At such times these fish are placed in barrels and salted, being either kept for winter use at home or shipped to the nearest seaport town.
Fish and oatmeal porridge—"havregröd"—have formed from the earliest times the staple food of the Norwegians, as we learn from the sagas, and in "Hārbarôsljòô," in the "Sæmundar Edda":
"Àt ek i hvìld
aôr ek heiman fòr
sildr ok hafra."
"För jeg reiste hjemme fra, aad jeg i fred sild og havre," which, translated, reads, "Before I left my home, ate I in peace fish and oatmeal."
[Illustration: Godösund (missing from book)]

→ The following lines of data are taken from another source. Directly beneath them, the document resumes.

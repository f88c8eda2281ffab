//! Keeps the webhook configurations registered with the API server in sync with the CA secret.
//!
//! The reconciler follows the latest [`SecretEvent`] of the CA secret through a `watch` channel,
//! so the secret watch never waits on a slow apply. A new CA bundle is only applied after the
//! settle delay passed without a newer bundle arriving, giving the informer caches time to
//! prime before the API server starts sending admission requests. A failed apply or removal is
//! redelivered after another settle delay.
use std::{fmt::Debug, sync::Arc};

use async_trait::async_trait;
use k8s_openapi::api::{
    admissionregistration::v1::{MutatingWebhookConfiguration, ValidatingWebhookConfiguration},
    core::v1::Secret,
};
use kube::{
    Api, Client, ResourceExt,
    api::{DeleteParams, Patch, PatchParams},
};
use snafu::{ResultExt, Snafu};
use tokio::{
    sync::watch,
    time::{Instant, sleep_until},
};

use crate::{
    admission::registry::HandlerRegistry,
    constants::{CA_SECRET_NAME, FIELD_MANAGER, TLS_CERT_KEY, WEBHOOK_CONFIGURATION_NAME},
    options::WebhookOptions,
    webhook_config::{ConfigurationOwner, WebhookConfigurations},
};

#[derive(Debug, Snafu)]
pub enum ReconcileError {
    #[snafu(display("failed to apply ValidatingWebhookConfiguration {name:?}"))]
    ApplyValidatingWebhookConfiguration { source: kube::Error, name: String },

    #[snafu(display("failed to apply MutatingWebhookConfiguration {name:?}"))]
    ApplyMutatingWebhookConfiguration { source: kube::Error, name: String },

    #[snafu(display("failed to delete ValidatingWebhookConfiguration {name:?}"))]
    DeleteValidatingWebhookConfiguration { source: kube::Error, name: String },

    #[snafu(display("failed to delete MutatingWebhookConfiguration {name:?}"))]
    DeleteMutatingWebhookConfiguration { source: kube::Error, name: String },
}

/// A change of a secret in the webhook namespace.
#[derive(Clone, Debug)]
pub enum SecretEvent {
    Applied(Secret),
    Deleted(Secret),
}

/// Where the reconciler is in registering the webhook configurations.
#[derive(Clone, Debug, PartialEq, Eq)]
pub enum RegistrationState {
    /// No CA bundle was observed yet, or the CA secret was deleted.
    Unregistered,

    /// A CA bundle was observed and is applied once `deadline` passed.
    Settling {
        ca_bundle: Vec<u8>,
        owner: ConfigurationOwner,
        deadline: Instant,
    },

    /// The configurations trusting `ca_bundle` were applied.
    Registered { ca_bundle: Vec<u8> },

    /// The CA secret was deleted but removing the configurations failed. Retried once
    /// `deadline` passed.
    Removing { deadline: Instant },
}

impl RegistrationState {
    fn deadline(&self) -> Option<Instant> {
        match self {
            Self::Settling { deadline, .. } | Self::Removing { deadline } => Some(*deadline),
            Self::Unregistered | Self::Registered { .. } => None,
        }
    }
}

/// Writes webhook configurations to the API server.
//
// We still need to use the async-trait crate, as dynamic dispatch in combination with async
// functions is not supported.
#[async_trait]
pub trait WebhookConfigurationApi: Debug + Send + Sync {
    /// Applies both configurations, overwriting fields owned by other managers.
    async fn apply(&self, configurations: &WebhookConfigurations) -> Result<(), ReconcileError>;

    /// Deletes both configurations named `name`, missing ones are skipped.
    async fn delete(&self, name: &str) -> Result<(), ReconcileError>;
}

/// Applies webhook configurations using server-side apply.
#[derive(Clone)]
pub struct KubeWebhookConfigurationApi {
    client: Client,
}

impl Debug for KubeWebhookConfigurationApi {
    fn fmt(&self, f: &mut std::fmt::Formatter<'_>) -> std::fmt::Result {
        f.debug_struct("KubeWebhookConfigurationApi")
            .finish_non_exhaustive()
    }
}

impl KubeWebhookConfigurationApi {
    pub fn new(client: Client) -> Self {
        Self { client }
    }
}

#[async_trait]
impl WebhookConfigurationApi for KubeWebhookConfigurationApi {
    async fn apply(&self, configurations: &WebhookConfigurations) -> Result<(), ReconcileError> {
        let patch_params = PatchParams::apply(FIELD_MANAGER).force();

        let vwc_api: Api<ValidatingWebhookConfiguration> = Api::all(self.client.clone());
        let vwc_name = configurations.validating.name_any();
        vwc_api
            .patch(
                &vwc_name,
                &patch_params,
                &Patch::Apply(&configurations.validating),
            )
            .await
            .with_context(|_| ApplyValidatingWebhookConfigurationSnafu { name: vwc_name.clone() })?;

        let mwc_api: Api<MutatingWebhookConfiguration> = Api::all(self.client.clone());
        let mwc_name = configurations.mutating.name_any();
        mwc_api
            .patch(
                &mwc_name,
                &patch_params,
                &Patch::Apply(&configurations.mutating),
            )
            .await
            .with_context(|_| ApplyMutatingWebhookConfigurationSnafu { name: mwc_name.clone() })?;

        Ok(())
    }

    async fn delete(&self, name: &str) -> Result<(), ReconcileError> {
        let vwc_api: Api<ValidatingWebhookConfiguration> = Api::all(self.client.clone());
        let existing = vwc_api
            .get_opt(name)
            .await
            .context(DeleteValidatingWebhookConfigurationSnafu { name })?;
        if existing.is_some() {
            vwc_api
                .delete(name, &DeleteParams::default())
                .await
                .context(DeleteValidatingWebhookConfigurationSnafu { name })?;
        }

        let mwc_api: Api<MutatingWebhookConfiguration> = Api::all(self.client.clone());
        let existing = mwc_api
            .get_opt(name)
            .await
            .context(DeleteMutatingWebhookConfigurationSnafu { name })?;
        if existing.is_some() {
            mwc_api
                .delete(name, &DeleteParams::default())
                .await
                .context(DeleteMutatingWebhookConfigurationSnafu { name })?;
        }

        Ok(())
    }
}

/// Maintains the `ValidatingWebhookConfiguration` and `MutatingWebhookConfiguration`.
pub struct WebhookConfigurationReconciler {
    api: Arc<dyn WebhookConfigurationApi>,
    registry: Arc<HandlerRegistry>,
    options: Arc<WebhookOptions>,

    events: watch::Receiver<Option<SecretEvent>>,
    state: RegistrationState,
}

impl WebhookConfigurationReconciler {
    pub fn new(
        api: Arc<dyn WebhookConfigurationApi>,
        registry: Arc<HandlerRegistry>,
        options: Arc<WebhookOptions>,
        events: watch::Receiver<Option<SecretEvent>>,
    ) -> Self {
        Self {
            api,
            registry,
            options,
            events,
            state: RegistrationState::Unregistered,
        }
    }

    pub fn state(&self) -> &RegistrationState {
        &self.state
    }

    /// Runs the reconciler until the sending half of the event channel is dropped. Events
    /// published while an apply is in flight are coalesced, only the latest one is handled.
    ///
    /// If the maintenance is disabled, this immediately returns without doing any work.
    pub async fn run(mut self) {
        if self.options.disable_webhook_configuration_maintenance {
            tracing::info!("webhook configuration maintenance is disabled");
            return;
        }

        loop {
            let deadline = self.state.deadline();

            tokio::select! {
                changed = self.events.changed() => {
                    if changed.is_err() {
                        break;
                    }

                    let event = self.events.borrow_and_update().clone();
                    if let Some(event) = event {
                        self.handle_event(event).await;
                    }
                }
                () = sleep_until(deadline.unwrap_or_else(Instant::now)), if deadline.is_some() => {
                    self.settle().await;
                }
            }
        }

        tracing::debug!("secret event channel closed, stopping reconciler");
    }

    /// Updates the state according to a single secret event. Events for other secrets or
    /// without certificate data are ignored.
    pub async fn handle_event(&mut self, event: SecretEvent) {
        match event {
            SecretEvent::Applied(secret) => {
                let Some(owner) = self.ca_secret_owner(&secret) else {
                    return;
                };

                let Some(ca_bundle) = ca_bundle(&secret) else {
                    tracing::debug!(
                        k8s.secret.name = %owner.name,
                        "CA secret carries no certificate yet"
                    );
                    return;
                };

                if matches!(&self.state, RegistrationState::Registered { ca_bundle: registered } if *registered == ca_bundle)
                {
                    tracing::debug!("CA bundle is already registered");
                    return;
                }

                tracing::info!(
                    delay = ?self.options.settle_delay,
                    "observed CA bundle, applying webhook configurations after settle delay"
                );
                self.state = RegistrationState::Settling {
                    ca_bundle,
                    owner,
                    deadline: Instant::now() + self.options.settle_delay,
                };
            }
            SecretEvent::Deleted(secret) => {
                if self.ca_secret_owner(&secret).is_none() {
                    return;
                }

                tracing::info!("CA secret was deleted, removing webhook configurations");
                self.remove().await;
            }
        }
    }

    /// Acts on the pending deadline: applies the settled CA bundle or retries a failed removal.
    /// On failure the same work is scheduled again after the settle delay.
    pub async fn settle(&mut self) {
        let (ca_bundle, owner) =
            match std::mem::replace(&mut self.state, RegistrationState::Unregistered) {
                RegistrationState::Settling {
                    ca_bundle, owner, ..
                } => (ca_bundle, owner),
                RegistrationState::Removing { .. } => {
                    self.remove().await;
                    return;
                }
                state => {
                    self.state = state;
                    return;
                }
            };

        match self.reconcile(&ca_bundle, &owner).await {
            Ok(()) => {
                tracing::info!("applied webhook configurations");
                self.state = RegistrationState::Registered { ca_bundle };
            }
            Err(err) => {
                tracing::warn!(
                    error = &err as &dyn std::error::Error,
                    retry_in = ?self.options.settle_delay,
                    "failed to apply webhook configurations"
                );
                self.state = RegistrationState::Settling {
                    ca_bundle,
                    owner,
                    deadline: Instant::now() + self.options.settle_delay,
                };
            }
        }
    }

    async fn remove(&mut self) {
        match self.api.delete(WEBHOOK_CONFIGURATION_NAME).await {
            Ok(()) => {
                tracing::info!("removed webhook configurations");
                self.state = RegistrationState::Unregistered;
            }
            Err(err) => {
                tracing::warn!(
                    error = &err as &dyn std::error::Error,
                    retry_in = ?self.options.settle_delay,
                    "failed to remove webhook configurations"
                );
                self.state = RegistrationState::Removing {
                    deadline: Instant::now() + self.options.settle_delay,
                };
            }
        }
    }

    /// Applies the desired configurations trusting `ca_bundle`.
    pub async fn reconcile(
        &self,
        ca_bundle: &[u8],
        owner: &ConfigurationOwner,
    ) -> Result<(), ReconcileError> {
        let configurations =
            WebhookConfigurations::desired(&self.registry, &self.options, ca_bundle, owner);
        self.api.apply(&configurations).await
    }

    fn ca_secret_owner(&self, secret: &Secret) -> Option<ConfigurationOwner> {
        let name = secret.metadata.name.as_deref()?;
        let namespace = secret.metadata.namespace.as_deref()?;

        (name == CA_SECRET_NAME && namespace == self.options.namespace).then(|| {
            ConfigurationOwner {
                name: name.to_owned(),
                namespace: namespace.to_owned(),
            }
        })
    }
}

The peasant's ordinary routine for meals is commonly as follows: At 6 a.m., oatmeal cake or potato cake and buttermilk; at 8 a.m.—the chief meal of the day—is served fish, and boiled, salted, or dried mutton with potatoes; at 12 mid-day, oatmeal porridge and buttermilk; at 4 p.m., dried, smoked, or salted fish with potatoes and buttermilk; at 8 p.m., oatmeal porridge and milk.
This primitive food is still the daily custom of the peasant's household, although in some places coffee is used after the meals, and a very poorly-baked brown bread of barley or rye, occasionally mixed with oats; but rarely do they eat wheaten bread.
Much has been written by Norwegian authors with reference to the lack of cleanliness in the peasants' homes, but since so many foreign travellers in later years have visited the country, there has been a very considerable improvement in this respect.
The real cause of untidiness was that the women had really too much to do in looking after the cattle and farms, which took up the principal part of their time. Thus the ordinary household duties—the care of the children, cooking, etc.—were to some extent neglected.